YOUR GOAL: Please output exactly the part of the records below that opens with the line containing "const LN_2: f32 = core::f32::consts::LN_2;" and closes with the line containing "let (b0, b1, b2, alpha)", both lines included, and nothing else.

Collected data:
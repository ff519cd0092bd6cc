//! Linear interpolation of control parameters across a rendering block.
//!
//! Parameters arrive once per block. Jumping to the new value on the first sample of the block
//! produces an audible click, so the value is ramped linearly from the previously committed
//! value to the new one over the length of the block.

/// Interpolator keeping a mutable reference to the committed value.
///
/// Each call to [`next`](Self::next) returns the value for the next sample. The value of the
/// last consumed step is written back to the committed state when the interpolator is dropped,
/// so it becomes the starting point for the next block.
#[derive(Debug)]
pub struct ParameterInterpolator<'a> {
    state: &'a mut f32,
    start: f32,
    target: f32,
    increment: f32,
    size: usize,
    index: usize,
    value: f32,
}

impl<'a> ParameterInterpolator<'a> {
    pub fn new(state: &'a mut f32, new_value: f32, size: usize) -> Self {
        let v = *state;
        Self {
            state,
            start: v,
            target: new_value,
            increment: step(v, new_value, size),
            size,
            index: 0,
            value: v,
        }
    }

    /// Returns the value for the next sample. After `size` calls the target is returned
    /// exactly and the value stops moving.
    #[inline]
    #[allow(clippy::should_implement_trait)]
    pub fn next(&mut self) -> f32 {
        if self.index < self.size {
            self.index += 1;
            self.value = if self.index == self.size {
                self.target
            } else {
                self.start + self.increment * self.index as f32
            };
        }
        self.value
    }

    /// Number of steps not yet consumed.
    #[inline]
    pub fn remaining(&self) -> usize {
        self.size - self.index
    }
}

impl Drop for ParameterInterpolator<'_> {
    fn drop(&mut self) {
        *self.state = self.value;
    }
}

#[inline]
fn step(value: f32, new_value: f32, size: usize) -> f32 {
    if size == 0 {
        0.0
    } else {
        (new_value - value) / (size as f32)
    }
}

--

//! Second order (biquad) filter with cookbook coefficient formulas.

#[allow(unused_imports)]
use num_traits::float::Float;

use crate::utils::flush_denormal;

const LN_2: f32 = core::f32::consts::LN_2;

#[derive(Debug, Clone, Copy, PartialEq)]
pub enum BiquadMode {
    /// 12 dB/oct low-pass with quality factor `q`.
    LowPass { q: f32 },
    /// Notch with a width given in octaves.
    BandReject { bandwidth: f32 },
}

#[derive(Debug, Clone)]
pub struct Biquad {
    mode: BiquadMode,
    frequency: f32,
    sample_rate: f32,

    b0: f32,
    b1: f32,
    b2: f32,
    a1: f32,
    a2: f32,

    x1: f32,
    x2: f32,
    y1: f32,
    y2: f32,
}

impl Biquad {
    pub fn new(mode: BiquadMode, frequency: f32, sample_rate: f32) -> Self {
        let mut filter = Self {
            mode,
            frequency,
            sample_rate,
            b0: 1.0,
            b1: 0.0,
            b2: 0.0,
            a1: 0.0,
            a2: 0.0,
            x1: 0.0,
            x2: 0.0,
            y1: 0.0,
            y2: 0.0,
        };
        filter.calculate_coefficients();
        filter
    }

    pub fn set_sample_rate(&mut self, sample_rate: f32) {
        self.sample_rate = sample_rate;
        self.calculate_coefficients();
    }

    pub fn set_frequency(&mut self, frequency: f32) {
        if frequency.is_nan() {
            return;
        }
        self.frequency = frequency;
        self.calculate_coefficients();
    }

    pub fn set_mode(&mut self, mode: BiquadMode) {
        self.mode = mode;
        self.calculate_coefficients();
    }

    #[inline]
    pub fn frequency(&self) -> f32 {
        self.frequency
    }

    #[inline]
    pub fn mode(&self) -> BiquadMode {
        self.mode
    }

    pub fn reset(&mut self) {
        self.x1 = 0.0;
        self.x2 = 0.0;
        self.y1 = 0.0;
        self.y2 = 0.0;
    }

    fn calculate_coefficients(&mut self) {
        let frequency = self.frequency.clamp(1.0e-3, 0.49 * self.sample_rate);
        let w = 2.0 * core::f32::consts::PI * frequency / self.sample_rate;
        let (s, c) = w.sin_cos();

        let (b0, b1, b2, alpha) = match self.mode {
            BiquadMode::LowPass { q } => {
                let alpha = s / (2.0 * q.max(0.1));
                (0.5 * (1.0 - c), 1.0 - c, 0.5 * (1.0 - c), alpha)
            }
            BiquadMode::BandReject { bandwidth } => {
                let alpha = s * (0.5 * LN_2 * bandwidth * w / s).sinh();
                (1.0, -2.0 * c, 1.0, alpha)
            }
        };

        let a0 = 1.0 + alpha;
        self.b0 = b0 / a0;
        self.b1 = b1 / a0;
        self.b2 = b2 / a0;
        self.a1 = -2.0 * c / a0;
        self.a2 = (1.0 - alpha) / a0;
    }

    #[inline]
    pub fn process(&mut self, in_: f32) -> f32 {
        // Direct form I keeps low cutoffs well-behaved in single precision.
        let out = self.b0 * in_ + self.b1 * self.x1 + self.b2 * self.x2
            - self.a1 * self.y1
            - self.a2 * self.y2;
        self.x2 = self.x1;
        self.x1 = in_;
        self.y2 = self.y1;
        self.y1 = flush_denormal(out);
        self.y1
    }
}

WRITTEN RESPONSE:
const LN_2: f32 = core::f32::consts::LN_2;

#[derive(Debug, Clone, Copy, PartialEq)]
pub enum BiquadMode {
    /// 12 dB/oct low-pass with quality factor `q`.
    LowPass { q: f32 },
    /// Notch with a width given in octaves.
    BandReject { bandwidth: f32 },
}

#[derive(Debug, Clone)]
pub struct Biquad {
    mode: BiquadMode,
    frequency: f32,
    sample_rate: f32,

    b0: f32,
    b1: f32,
    b2: f32,
    a1: f32,
    a2: f32,

    x1: f32,
    x2: f32,
    y1: f32,
    y2: f32,
}

impl Biquad {
    pub fn new(mode: BiquadMode, frequency: f32, sample_rate: f32) -> Self {
        let mut filter = Self {
            mode,
            frequency,
            sample_rate,
            b0: 1.0,
            b1: 0.0,
            b2: 0.0,
            a1: 0.0,
            a2: 0.0,
            x1: 0.0,
            x2: 0.0,
            y1: 0.0,
            y2: 0.0,
        };
        filter.calculate_coefficients();
        filter
    }

    pub fn set_sample_rate(&mut self, sample_rate: f32) {
        self.sample_rate = sample_rate;
        self.calculate_coefficients();
    }

    pub fn set_frequency(&mut self, frequency: f32) {
        if frequency.is_nan() {
            return;
        }
        self.frequency = frequency;
        self.calculate_coefficients();
    }

    pub fn set_mode(&mut self, mode: BiquadMode) {
        self.mode = mode;
        self.calculate_coefficients();
    }

    #[inline]
    pub fn frequency(&self) -> f32 {
        self.frequency
    }

    #[inline]
    pub fn mode(&self) -> BiquadMode {
        self.mode
    }

    pub fn reset(&mut self) {
        self.x1 = 0.0;
        self.x2 = 0.0;
        self.y1 = 0.0;
        self.y2 = 0.0;
    }

    fn calculate_coefficients(&mut self) {
        let frequency = self.frequency.clamp(1.0e-3, 0.49 * self.sample_rate);
        let w = 2.0 * core::f32::consts::PI * frequency / self.sample_rate;
        let (s, c) = w.sin_cos();

        let (b0, b1, b2, alpha) = match self.mode {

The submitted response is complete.